Initially 2000 Questions was to be a performance for the first fundraiser for the newly
incorporated Watchface, with some aspects of its content developed and agreed upon at
that time. Once a proposal to create and perform the piece for Serious Fun! at Lincoln
Center was accepted, other parts of the puzzle became clear. It was to be the first half of a
double bill at the festival at Avery Fisher Hall with the dance-centric expectations of the
curator and time restrictions (ten to fifteen minutes). The short amount of time necessitated a
compact vision of the material. The directors/performers, Chazz Dean, Kurt Fulton, and Melanie Monios, also wanted the piece to be powerful, intense, and evocative, making best
use of the time, placement on the program, and venue. There was also the added
expectation created by the fact that the piece was being billed as the collective’s
“Commemorative Reunion,” and would likely be the final performance under the Watchface
name.
Already established in the unrealized project was the point of view – visions of the year 2000
through the individual and global contexts of the present day. Now that the Lincoln Center
performance was an approaching reality, Chazz, Kurt, and Melanie were tasked with
developing the ideas for the fundraiser into an actual performance.
The contemporary world situation was examined through the spheres of lifestyle, religion,
economics, politics, and society. The main building block of these sections was the
Remblem, which had become a signature technique of the group. It’s fast-paced, rhythmic,
and humorous presentation of ideas was typically a big crowd pleaser. The inclusion of
recent Harper’s Magazine ironic statistics from their “Harper’s Index” placed the
performance firmly at the start of the final decade of the twentieth century, as did the
questions of the title – queries that expressed current concerns by asking how things may
have changed in our world by the year 2000. “Will the Supreme Court outlaw abortion by the
year 2000?”
The Remblems were created to illustrate the designated five divisions of current culture. One
person created the phrase that embodied the concept; a second person would then create
the movement to accompany it in four or eight beats. All seven original members of
Watchface contributed. Remblem assignments Examples of concepts for each section:
Lifestyle –
Desire for leisure and luxury
Awakening of body consciousness/fitness
Eating out often
Religion –
Religion as impediment to progressive thinking
Dogmatic extremism
Religious fanaticism and its attendant hypocrisy
Economics –
Debt as a way of life
The forgotten migrant workers
Marketing through packaging (Spiffets and SnakPaks)
Politics –
The need for nationalized health care
AIDS-rationalized homophobia
The assault on free expression
Society –
Global warming
American ignorance
Insects could rule the world
The completed Remblems were then organized into the sequences for Lifestyle, Religion, Economics, Politics, and Society.

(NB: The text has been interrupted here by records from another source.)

//! Position producer: fuses multiple position sources ranked by priority,
//! each with its own freshness TTL, and emits `position:update` only on a
//! meaningful change or a liveness tick.

use std::time::{Duration, Instant};

use tokio::sync::{mpsc, watch};
use tokio::task::JoinHandle;
use tracing::{debug, info};

use crate::events::{EventSender, ProducerEvent};
use crate::producers::Producer;

const EPSILON_DEG: f64 = 1e-6;
const LIVENESS_INTERVAL: Duration = Duration::from_secs(10);

/// Priority order, highest first: gps > ais > state-default.
const SOURCE_PRIORITY: &[&str] = &["gps", "ais", "state-default"];

#[derive(Debug, Clone, Copy)]
pub struct PositionReading {
    pub lat: f64,
    pub lon: f64,
}

/// A single upstream feed; real adapters push readings into `tx` from their
/// own I/O task (serial GPS reader, AIS decoder, etc). This producer only
/// owns the fusion logic.
pub struct PositionSource {
    pub name: &'static str,
    pub ttl: Duration,
    pub rx: mpsc::Receiver<PositionReading>,
}

pub struct PositionProducer {
    sources: Vec<PositionSource>,
    ready_tx: watch::Sender<bool>,
    ready_rx: watch::Receiver<bool>,
}

struct SourceState {
    name: &'static str,
    ttl: Duration,
    last_reading: Option<(PositionReading, Instant)>,
}

impl PositionProducer {
    pub fn new(sources: Vec<PositionSource>) -> Self {
        let (ready_tx, ready_rx) = watch::channel(false);
        Self { sources, ready_tx, ready_rx }
    }

    async fn run(mut self, events: EventSender, mut shutdown: watch::Receiver<bool>) {
        let _ = self.ready_tx.send(true);

        let mut states: Vec<SourceState> = self
            .sources
            .iter()
            .map(|s| SourceState { name: s.name, ttl: s.ttl, last_reading: None })
            .collect();
        let mut last_emitted: Option<PositionReading> = None;
        let mut last_emitted_at = Instant::now() - LIVENESS_INTERVAL;

        loop {
            tokio::select! {
                _ = shutdown.changed() => {
                    if *shutdown.borrow() {
                        info!("position producer shutting down");
                        return;
                    }
                }
                _ = tokio::time::sleep(Duration::from_millis(200)) => {
                    for (source, state) in self.sources.iter_mut().zip(states.iter_mut()) {
                        while let Ok(reading) = source.rx.try_recv() {
                            state.last_reading = Some((reading, Instant::now()));
                        }
                    }

                    if let Some((winner_name, reading)) = fuse(&states) {
                        let changed = last_emitted
                            .map(|prev| (prev.lat - reading.lat).abs() > EPSILON_DEG || (prev.lon - reading.lon).abs() > EPSILON_DEG)
                            .unwrap_or(true);
                        let liveness_due = last_emitted_at.elapsed() >= LIVENESS_INTERVAL;

                        if changed || liveness_due {
                            debug!("position fused from {winner_name}: {:?}", reading);
                            let _ = events.send(ProducerEvent::PositionUpdate {
                                lat: reading.lat,
                                lon: reading.lon,
                                source: winner_name.to_string(),
                                timestamp_ms: now_ms(),
                            });
                            last_emitted = Some(reading);
                            last_emitted_at = Instant::now();
                        }
                    }
                }
            }
        }
    }
}

fn fuse(states: &[SourceState]) -> Option<(&'static str, PositionReading)> {
    for priority_name in SOURCE_PRIORITY {
        for state in states {
            if state.name != *priority_name {
                continue;
            }
            if let Some((reading, at)) = state.last_reading {
                if at.elapsed() <= state.ttl {
                    return Some((state.name, reading));
                }
            }
        }
    }
    None
}

fn now_ms() -> i64 {
    std::time::SystemTime::now()
        .duration_since(std::time::UNIX_EPOCH)
        .map(|d| d.as_millis() as i64)
        .unwrap_or(0)
}

impl Producer for PositionProducer {
    fn name(&self) -> &'static str {
        "position"
    }

    fn ready(&self) -> watch::Receiver<bool> {
        self.ready_rx.clone()
    }

    fn spawn(self: Box<Self>, events: EventSender, shutdown: watch::Receiver<bool>) -> JoinHandle<()> {
        tokio::spawn((*self).run(events, shutdown))
    }
}

#[cfg(test)]
mod tests {
    use super::*;

    #[test]
    fn gps_wins_over_fresher_ais_when_within_ttl() {
        let states = vec![
            SourceState {
                name: "gps",
                ttl: Duration::from_secs(5),
                last_reading: Some((PositionReading { lat: 1.0, lon: 2.0 }, Instant::now())),
            },
            SourceState {
                name: "ais",
                ttl: Duration::from_secs(5),
                last_reading: Some((PositionReading { lat: 9.0, lon: 9.0 }, Instant::now())),
            },
        ];
        let (name, reading) = fuse(&states).unwrap();
        assert_eq!(name, "gps");
        assert_eq!(reading.lat, 1.0);
    }

    #[test]
    fn expired_gps_falls_through_to_ais() {
        let states = vec![
            SourceState {
                name: "gps",
                ttl: Duration::from_millis(1),
                last_reading: Some((PositionReading { lat: 1.0, lon: 2.0 }, Instant::now() - Duration::from_secs(1))),
            },
            SourceState {
                name: "ais",
                ttl: Duration::from_secs(5),
                last_reading: Some((PositionReading { lat: 9.0, lon: 9.0 }, Instant::now())),
            },
        ];
        let (name, _) = fuse(&states).unwrap();
        assert_eq!(name, "ais");
    }
}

Remblem performance order for Lifestyles
Remblem performance order for Religion
Questions about the future were submitted from Watchface at large – some sincere, others
sarcastic or cryptic. Chazz, Kurt, and Melanie chose their favorites as they did with the
statistics from the Harper’s Index. These were then organized into the two statistics and three
questions sections. A recording of Melanie reading the three questions segments,
accompanied by portions of moody movie scores, was played over the action. For the two
statistics sections, Chazz (accompanied by a patriotic march) and Kurt (with Americana
banjo music) recorded one each.
Examples of the diversity in the questions:
Where will we fight our wars in the year 2000 and by what methods?
How will we watch TV in the year 2000? Will we read?
Will the US make it to Mars by 2000? Will anybody care?
Will unattractive sports tennis shoes still be in fashion in the year 2000?
script for Questions II
Statistics (from the “Harper’s Index”):
An average of 16,000 Americans are injured by chainsaws each year.
An average of 112,000 are injured by clothing.
23% of Americans say that the government should ban antiwar demonstrations.
An American eats an average of 28 pigs in a lifetime.
Of the solar panels installed on the White House roof by President Carter, none exist
today.
script for Statistics II
The staging for the questions sections was based on found photographs from newspaper and
magazine editorial and advertising spreads, chosen for their various representations of the
current state of humankind – from a family BBQ to the arrest of demonstrators to a strip club
audience. Under Melanie’s narration, the three performers recreated the group poses,
moving from one tableau to the next, layering the contemporary images with the questions
addressed to the impending millennium.
The choreography for the statistics sections was extrapolated from movement phrases taken
from Bodies In Space exercises based on their texts. The performers developed their own
passages for each and, when combined and expanded with the others, these became the
dances for Statistics I and II. These compositions veered away from the group’s more typical
gestural movement style and were influenced more by traditional dance elements. Because
of the emphasis of the festival, the three directors felt that the movement needed to be
enhanced more than usual for this engagement.
The five Remblem sections alternated with the two statistic and three question units, their
content dictating their position to build to a final impact.
2000 Questions began with a countdown, not to the year 2000, but to 1991, the date of the
performance, where the look toward the future took place. It ended with the most universal
and personal question, “How old will I be in the year 2000?” And the easiest one to answer.